# Looking for Roommate in/outside of Durban



## tentimestwelve (Jun 20, 2012)

I'm a female in my 20's. Going to be in Durbz for 6 months from October to April. Looking to live with someone, most likely in North Durban. Preferably someone also in their twenties--a student or young professional, open to both female and male roommates. Would love to hear thoughts on flat rentals as well as if you're interested in living together. Drop me a line. Look forward to hearing from you.


----------



## Deansharma (Oct 21, 2012)

tentimestwelve said:


> I'm a female in my 20's. Going to be in Durbz for 6 months from October to April. Looking to live with someone, most likely in North Durban. Preferably someone also in their twenties--a student or young professional, open to both female and male roommates. Would love to hear thoughts on flat rentals as well as if you're interested in living together.
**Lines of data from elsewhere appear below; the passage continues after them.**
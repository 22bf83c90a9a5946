mod common;

use clinicq_core::{ClinicFlow, FlowError};
use clinicq_store::{Collection, Query};
use clinicq_types::{ArrivalMethod, CounterId, PatientId, QueueKey, QueueState};
use common::{flow, pin_of, COUNTERS};
use proptest::prelude::*;
use std::collections::HashMap;

const PATIENTS: usize = 3;

#[derive(Debug, Clone)]
enum FlowOp {
    Submit { patient: usize, counter: usize },
    Accept(usize),
    Reject(usize),
    Scan { patient: usize, counter: usize },
    Admit(usize),
    End(usize),
    Revoke(usize),
}

fn op_strategy() -> impl Strategy<Value = Vec<FlowOp>> {
    proptest::collection::vec(
        prop_oneof![
            3 => (0..PATIENTS, 0..COUNTERS.len())
                .prop_map(|(patient, counter)| FlowOp::Submit { patient, counter }),
            3 => any::<usize>().prop_map(FlowOp::Accept),
            1 => any::<usize>().prop_map(FlowOp::Reject),
            3 => (0..PATIENTS, 0..COUNTERS.len())
                .prop_map(|(patient, counter)| FlowOp::Scan { patient, counter }),
            2 => (0..COUNTERS.len()).prop_map(FlowOp::Admit),
            2 => (0..COUNTERS.len()).prop_map(FlowOp::End),
            1 => any::<usize>().prop_map(FlowOp::Revoke),
        ],
        0..40,
    )
}

fn patient(n: usize) -> PatientId {
    PatientId::new(format!("P{}", n + 1))
}

fn counter(n: usize) -> CounterId {
    CounterId::new(COUNTERS[n].0)
}

/// Errors the flow may legitimately return for an arbitrary operation.
fn assert_expected(result: Result<(), FlowError>) {
    match result {
        Ok(())
        | Err(FlowError::NoAuthorization { .. })
        | Err(FlowError::WrongCounter { .. })
        | Err(FlowError::AlreadyResolved { .. })
        | Err(FlowError::QueueEmpty { .. }) => {}
        Err(other) => panic!("unexpected error: {}", other),
    }
}

async fn apply(flow: &ClinicFlow, op: FlowOp) -> Result<(), FlowError> {
    match op {
        FlowOp::Submit { patient: p, counter: c } => {
            flow.ledger().submit(&patient(p), &counter(c)).await?;
        }
        FlowOp::Accept(i) | FlowOp::Reject(i) => {
            let mut pending = Vec::new();
            for c in 0..COUNTERS.len() {
                pending.extend(flow.ledger().pending_for_counter(&counter(c)).await?);
            }
            if pending.is_empty() {
                return Ok(());
            }
            let request_key = pending[i % pending.len()].request_key;
            if matches!(op, FlowOp::Accept(_)) {
                flow.ledger().accept(&request_key).await?;
            } else {
                flow.ledger().reject(&request_key, "").await?;
            }
        }
        FlowOp::Scan { patient: p, counter: c } => {
            let uid = patient(p);
            flow.verifier()
                .verify_arrival(&uid, &counter(c), ArrivalMethod::Rfid)
                .await?;
            flow.verifier().submit_pin(&uid, &pin_of(&uid)).await?;
        }
        FlowOp::Admit(c) => {
            flow.queue().admit_next(&counter(c)).await?;
        }
        FlowOp::End(c) => {
            if let Some(entry) = flow.queue().in_service(&counter(c)).await?.first() {
                flow.queue().end_service(&entry.queue_key).await?;
            }
        }
        FlowOp::Revoke(i) => {
            // Accepted steps that were never admitted.
            let mut revocable = Vec::new();
            for p in 0..PATIENTS {
                let uid = patient(p);
                let admitted: Vec<_> = flow
                    .queue()
                    .history_for(&uid)
                    .await?
                    .into_iter()
                    .map(|q| q.request_key)
                    .collect();
                revocable.extend(
                    flow.ledger()
                        .list_for_patient(&uid)
                        .await?
                        .into_iter()
                        .filter(|r| r.is_accepted() && !admitted.contains(&r.request_key)),
                );
            }
            if revocable.is_empty() {
                return Ok(());
            }
            let request = &revocable[i % revocable.len()];
            flow.planner().revoke(&request.uid, &request.request_key).await?;
        }
    }
    Ok(())
}

/// Queue entries per patient in the order the test observed their creation.
/// Every operation admits at most one patient, so observation order is
/// creation order even when arrival timestamps collide.
type Admissions = HashMap<PatientId, Vec<(QueueKey, u32)>>;

async fn check_invariants(flow: &ClinicFlow, admissions: &mut Admissions) {
    let store = flow.store();
    for p in 0..PATIENTS {
        let uid = patient(p);

        let entries = store
            .query(Collection::ArrivalIndex, &Query::new().filter("uid", uid.as_str()))
            .await
            .unwrap();
        assert!(entries.len() <= 1, "{} holds {} authorizations", uid, entries.len());

        let history = flow.queue().history_for(&uid).await.unwrap();
        let open = history.iter().filter(|q| q.state != QueueState::Completed).count();
        assert!(open <= 1, "{} is queued {} times", uid, open);
        assert!(
            entries.is_empty() || open == 0,
            "{} is authorized while still queued",
            uid
        );

        let mut orders = flow.planner().snapshot(&uid).await.unwrap().open_orders();
        orders.sort_unstable();
        let total = orders.len();
        orders.dedup();
        assert_eq!(orders.len(), total, "{} has duplicate open chain orders", uid);

        let seen = admissions.entry(uid.clone()).or_default();
        let new: Vec<_> = history
            .iter()
            .filter(|q| !seen.iter().any(|(key, _)| key == &q.queue_key))
            .collect();
        assert!(new.len() <= 1, "{} admitted {} times in one step", uid, new.len());
        seen.extend(new.into_iter().map(|q| (q.queue_key, q.chain_order)));

        // Each chain starts at 0 and increases by one.
        let mut previous: Option<u32> = None;
        for (_, order) in seen.iter() {
            match previous {
                Some(prev) if *order == prev + 1 => {}
                _ => assert_eq!(*order, 0, "{} chain orders {:?}", uid, seen),
            }
            previous = Some(*order);
        }
    }
}

proptest! {
    #![proptest_config(ProptestConfig::with_cases(48))]

    #[test]
    fn property_single_authorization_and_ordered_chains(ops in op_strategy()) {
        let rt = tokio::runtime::Builder::new_current_thread()
            .enable_all()
            .build()
            .expect("runtime");

        rt.block_on(async move {
            let flow = flow(PATIENTS).await;
            let mut admissions = Admissions::new();
            for op in ops {
                assert_expected(apply(&flow, op).await);
                check_invariants(&flow, &mut admissions).await;
            }
        });
    }
}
Drop me a line. Look forward to hearing from you.


What's your email and where are you from ? I think I'm late to see your message


----------



## Deansharma (Oct 21, 2012)

Deansharma said:


> What's your email and where are you from ? I think I'm late to see your message


I'm an IT professional


----------



## 2fargone (Jun 14, 2011)

If you are looking for a roommate then I would suggest you check out gumtree.co.za 

You can post an ad or look though ads.


----------